IT was an innovation that put Dorset among the leaders when it came to educating children to stay safe.

The TV star Nick Berry opened Streetwise – now called SafeWise – 20 years ago this month.

In one warehouse at West Howe, it offered a realistic replica street with working pelican crossing, a fully-furnished house, a section of railway line, a patch of heathland, a miniature beach, shops and a dark alley.

All these scenes were mocked up to give young people the chance to learn about the everyday dangers in the world.

And for anyone who thought it was about mollycoddling youngsters, the statistics were striking. Thirty-one per cent of boys and 22 per cent of girls could expect to be involved in an accident.

In 1996, more than £1.2billion was spent in England and Wales treating people injured in accidents, figures from the time of the opening showed.

At the time of Streetwise’s opening, former EastEnders star Nick Berry was just about Britain’s most famous copper, thanks to the series Heartbeat. He had left that show and was making another police drama, Harbour Lights, at Dorset’s West Bay.
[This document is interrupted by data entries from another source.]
//! Slashbot Context - deterministic context preparation and overflow
//! recovery.
//!
//! [`prepare_context`] guarantees the next LLM call fits its context
//! budget while preserving the most recent work, in four stages: history
//! turn limit → prune → token-fit trim → sanitize.
//! [`with_overflow_recovery`] wraps the LLM call itself in an escalating
//! retry ladder for the cases where the provider still rejects the input
//! as too large. [`truncate_tool_result`] caps a single tool result
//! before it is fed back to the model.

#![deny(unsafe_code)]
#![warn(missing_docs)]
#![deny(clippy::all)]
#![warn(unreachable_pub)]

mod config;
mod overflow;
mod pipeline;
mod tokens;
mod truncate;

pub use config::ContextPipelineConfig;
pub use overflow::{
    is_context_overflow_error, with_overflow_recovery, OverflowRecoveryError, RetryStrategy,
};
pub use pipeline::{prepare_context, PreparedContext};
pub use tokens::{estimate_message_tokens, estimate_total_tokens, token_budget};
pub use truncate::truncate_tool_result;
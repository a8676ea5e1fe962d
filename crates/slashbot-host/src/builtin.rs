//! Bundled plugins shipped with the host.
//!
//! `core-gateway` exposes the kernel's introspection surface over RPC so
//! external processes can drive the host without any third-party plugin
//! installed.

use std::sync::Arc;

use async_trait::async_trait;
use serde_json::{json, Value};

use slashbot_kernel::Kernel;
use slashbot_plugins::{
    safe_register, DiscoveredPlugin, GatewayError, GatewayMethodDef, GatewayMethodHandler,
    Plugin, PluginContext, PluginManifest, PluginResult,
};

/// All bundled plugins, ready for the loader.
pub fn bundled_plugins(kernel: &Arc<Kernel>) -> Vec<DiscoveredPlugin> {
    let manifest = PluginManifest::builtin("core-gateway", "Core Gateway Methods", "0.1.0");
    let kernel = Arc::clone(kernel);
    vec![DiscoveredPlugin::builtin(
        manifest.clone(),
        Arc::new(move || {
            Ok(Box::new(CoreGatewayPlugin {
                manifest: manifest.clone(),
                kernel: Arc::clone(&kernel),
            }) as Box<dyn Plugin>)
        }),
    )]
}

struct CoreGatewayPlugin {
    manifest: PluginManifest,
    kernel: Arc<Kernel>,
}

#[async_trait]
impl Plugin for CoreGatewayPlugin {
    fn manifest(&self) -> &PluginManifest {
        &self.manifest
    }

    async fn setup(&self, context: &dyn PluginContext) -> PluginResult<()> {
        let plugin_id = context.plugin_id().to_string();
        let methods: Vec<(&str, Arc<dyn GatewayMethodHandler>)> = vec![
            (
                "kernel.health",
                Arc::new(HealthMethod {
                    kernel: Arc::clone(&self.kernel),
                }),
            ),
            (
                "tools.list",
                Arc::new(ToolsList {
                    kernel: Arc::clone(&self.kernel),
                }),
            ),
            (
                "commands.list",
                Arc::new(CommandsList {
                    kernel: Arc::clone(&self.kernel),
                }),
            ),
            (
                "providers.list",
                Arc::new(ProvidersList {
                    kernel: Arc::clone(&self.kernel),
                }),
            ),
            (
                "status.list",
                Arc::new(StatusList {
                    kernel: Arc::clone(&self.kernel),
                }),
            ),
        ];

        for (name, handler) in methods {
            safe_register(&format!("gateway method {name}"), || {
                context.register_gateway_method(GatewayMethodDef {
                    name: name.to_string(),
                    plugin_id: plugin_id.clone(),
                    handler,
                })
            });
        }
        Ok(())
    }
}

struct HealthMethod {
    kernel: Arc<Kernel>,
}

#[async_trait]
impl GatewayMethodHandler for HealthMethod {
    async fn call(&self, _params: Value) -> Result<Value, GatewayError> {
        serde_json::to_value(self.kernel.health())
            .map_err(|e| GatewayError::new("INTERNAL", e.to_string()))
    }
}

struct ToolsList {
    kernel: Arc<Kernel>,
}

#[async_trait]
impl GatewayMethodHandler for ToolsList {
    async fn call(&self, _params: Value) -> Result<Value, GatewayError> {
        let tools: Vec<Value> = self
            .kernel
            .tools()
            .list()
            .into_iter()
            .map(|t| {
                json!({
                    "id": t.id,
                    "pluginId": t.plugin_id,
                    "title": t.title,
                    "description": t.description,
                    "parameters": t.parameters,
                })
            })
            .collect();
        Ok(Value::Array(tools))
    }
}

struct CommandsList {
    kernel: Arc<Kernel>,
}

#[async_trait]
impl GatewayMethodHandler for CommandsList {
    async fn call(&self, _params: Value) -> Result<Value, GatewayError> {
        let commands: Vec<Value> = self
            .kernel
            .commands()
            .list()
            .into_iter()
            .map(|c| {
                json!({
                    "id": c.id,
                    "pluginId": c.plugin_id,
                    "description": c.description,
                    "subcommands": c.subcommands,
                })
            })
            .collect();
        Ok(Value::Array(commands))
    }
}

struct ProvidersList {
    kernel: Arc<Kernel>,
}

#[async_trait]
impl GatewayMethodHandler for ProvidersList {
    async fn call(&self, _params: Value) -> Result<Value, GatewayError> {
        let providers: Vec<Value> = self
            .kernel
            .providers()
            .list()
            .into_iter()
            .map(|entry| {
                serde_json::to_value(&entry.definition).unwrap_or(Value::Null)
            })
            .collect();
        Ok(Value::Array(providers))
    }
}

struct StatusList {
    kernel: Arc<Kernel>,
}

#[async_trait]
impl GatewayMethodHandler for StatusList {
    async fn call(&self, _params: Value) -> Result<Value, GatewayError> {
        let indicators: Vec<Value> = self
            .kernel
            .status_indicators()
            .list()
            .into_iter()
            .map(|(def, status)| {
                json!({
                    "id": def.id,
                    "label": def.label,
                    "priority": def.priority,
                    "status": status,
                })
            })
            .collect();
        Ok(Value::Array(indicators))
    }
}

#[cfg(test)]
mod tests {
    use super::*;
    use slashbot_config::RuntimeConfig;
    use slashbot_core::SlashbotHome;

    #[tokio::test]
    async fn core_gateway_plugin_registers_its_methods() {
        let dir = tempfile::tempdir().unwrap();
        let kernel = Kernel::new(SlashbotHome::at(dir.path()), RuntimeConfig::default());

        kernel
            .load_plugins(bundled_plugins(&kernel))
            .await
            .unwrap();

        assert!(kernel.gateway_methods().get("kernel.health").is_some());
        assert!(kernel.gateway_methods().get("tools.list").is_some());
        assert_eq!(kernel.health().details["pluginsFailed"], 0);

        let method = kernel.gateway_methods().get("kernel.health").unwrap();
        let health = method.handler.call(Value::Null).await.unwrap();
        assert_eq!(health["status"], "ok");
    }
}
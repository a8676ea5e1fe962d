//! HTTP route registry, keyed by `(method, path)`.

use std::sync::Mutex;

use slashbot_plugins::HttpRouteDef;

use crate::error::{KernelError, KernelResult};

/// Registry of extra gateway routes. The same path may be registered
/// under different methods.
#[derive(Debug, Default)]
pub struct HttpRouteRegistry {
    routes: Mutex<Vec<HttpRouteDef>>,
}

impl HttpRouteRegistry {
    /// Create an empty registry.
    #[must_use]
    pub fn new() -> Self {
        Self::default()
    }

    /// Register a route.
    ///
    /// # Errors
    ///
    /// Returns [`KernelError::AlreadyRegistered`] if the `(method, path)`
    /// pair is taken.
    pub fn register(&self, route: HttpRouteDef) -> KernelResult<()> {
        let mut routes = self.routes.lock().unwrap_or_else(|e| e.into_inner());
        if routes
            .iter()
            .any(|r| r.method == route.method && r.path == route.path)
        {
            return Err(KernelError::AlreadyRegistered {
                kind: "route",
                id: format!("{} {}", route.method, route.path),
            });
        }
        routes.push(route);
        Ok(())
    }

    /// Look up a route.
    #[must_use]
    pub fn get(&self, method: &str, path: &str) -> Option<HttpRouteDef> {
        let routes = self.routes.lock().unwrap_or_else(|e| e.into_inner());
        routes
            .iter()
            .find(|r| r.method == method && r.path == path)
            .cloned()
    }

    /// Owned snapshot in registration order.
    #[must_use]
    pub fn list(&self) -> Vec<HttpRouteDef> {
        self.routes.lock().unwrap_or_else(|e| e.into_inner()).clone()
    }

    /// Number of routes.
    #[must_use]
    pub fn len(&self) -> usize {
        self.routes.lock().unwrap_or_else(|e| e.into_inner()).len()
    }

    /// Whether the registry is empty.
    #[must_use]
    pub fn is_empty(&self) -> bool {
        self.len() == 0
    }
}

#[cfg(test)]
mod tests {
    use super::*;
    use async_trait::async_trait;
    use serde_json::Value;
    use slashbot_plugins::{GatewayError, GatewayMethodHandler};
    use std::sync::Arc;

    struct Noop;

    #[async_trait]
    impl GatewayMethodHandler for Noop {
        async fn call(&self, _params: Value) -> Result<Value, GatewayError> {
            Ok(Value::Null)
        }
    }

    fn route(method: &str, path: &str) -> HttpRouteDef {
        HttpRouteDef {
            method: method.to_string(),
            path: path.to_string(),
            plugin_id: "test".to_string(),
            requires_auth: true,
            handler: Arc::new(Noop),
        }
    }

    #[test]
    fn same_path_different_methods_coexist() {
        let registry = HttpRouteRegistry::new();
        registry.register(route("GET", "/webhook")).unwrap();
        registry.register(route("POST", "/webhook")).unwrap();
        assert_eq!(registry.len(), 2);
        assert!(registry.get("GET", "/webhook").is_some());
        assert!(registry.get("DELETE", "/webhook").is_none());
    }

    #[test]
    fn duplicate_pair_fails() {
        let registry = HttpRouteRegistry::new();
        registry.register(route("GET", "/webhook")).unwrap();
        assert!(registry.register(route("GET", "/webhook")).is_err());
    }
}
“I think it’s very impressive and I can’t wait to have a proper look around,” he said of the new facility, which he opened alongside Home Office minister Kate Hoey, Dorset chief constable Dirk Aldous and the chairman of the project’s trustees, Christopher Pope.

Until a short time before its opening, Steetwise had been called the Dorset Interactive Safety Education Centre.

It had been created in a 10,000sqft disused warehouse near Turbary Common, with around 150 private companies supporting the £50,000 project. Major local employer LV= was a key supporter and the first commercial sponsor.

At the time, there was only one other such centre – Hazard Alley at Milton Keynes. The Bournemouth facility aimed to teach basic safety techniques to 15,000 children a year. Pupils from Longfleet Combined School were guinea pigs for the programmes.

More safety scenarios would be added to the centre as it went along. In 2002, backing from Barclays enabled training about financial risks, while trading standards departments offered information to help children have an “informed shopping experience”. Safeway, which already had a store there displaying hazardous substances, added a scenario which showed the effect of shoplifting on individuals and the community.

Meanwhile, Wilts & Dorset donated a full-size, but cut-in-half, bus to the street scene.

That same year, a group in Houston, Texas, looked at Streetwise as the model for a possible facility there.

The safety scenarios have changed over the years, and the centre adapted to emerging threats such as the myriad online risks.

In 2014, a replica pub was added as a way to educate teenagers about staying safe on a night out. It was funded by £40,500 from the Talbot Village Trust and £9,000 from pub chain JD Wetherspoon.

Fundraiser Diana Newbury said: “There are no lectures involved and it is not ‘finger-wagging’ in a classroom which can cause some people to switch off. It is interactive learning.”

Renamed SafeWise in recent years, the centre has a sister venue in Weymouth, with one planned for Swindon in 2020.

Its mission remains largely the same as always – “to provide realistic and immersive learning experiences to equip visitors with the skills, knowledge and confidence to live active, fulfilling and safer lives in stronger communities”.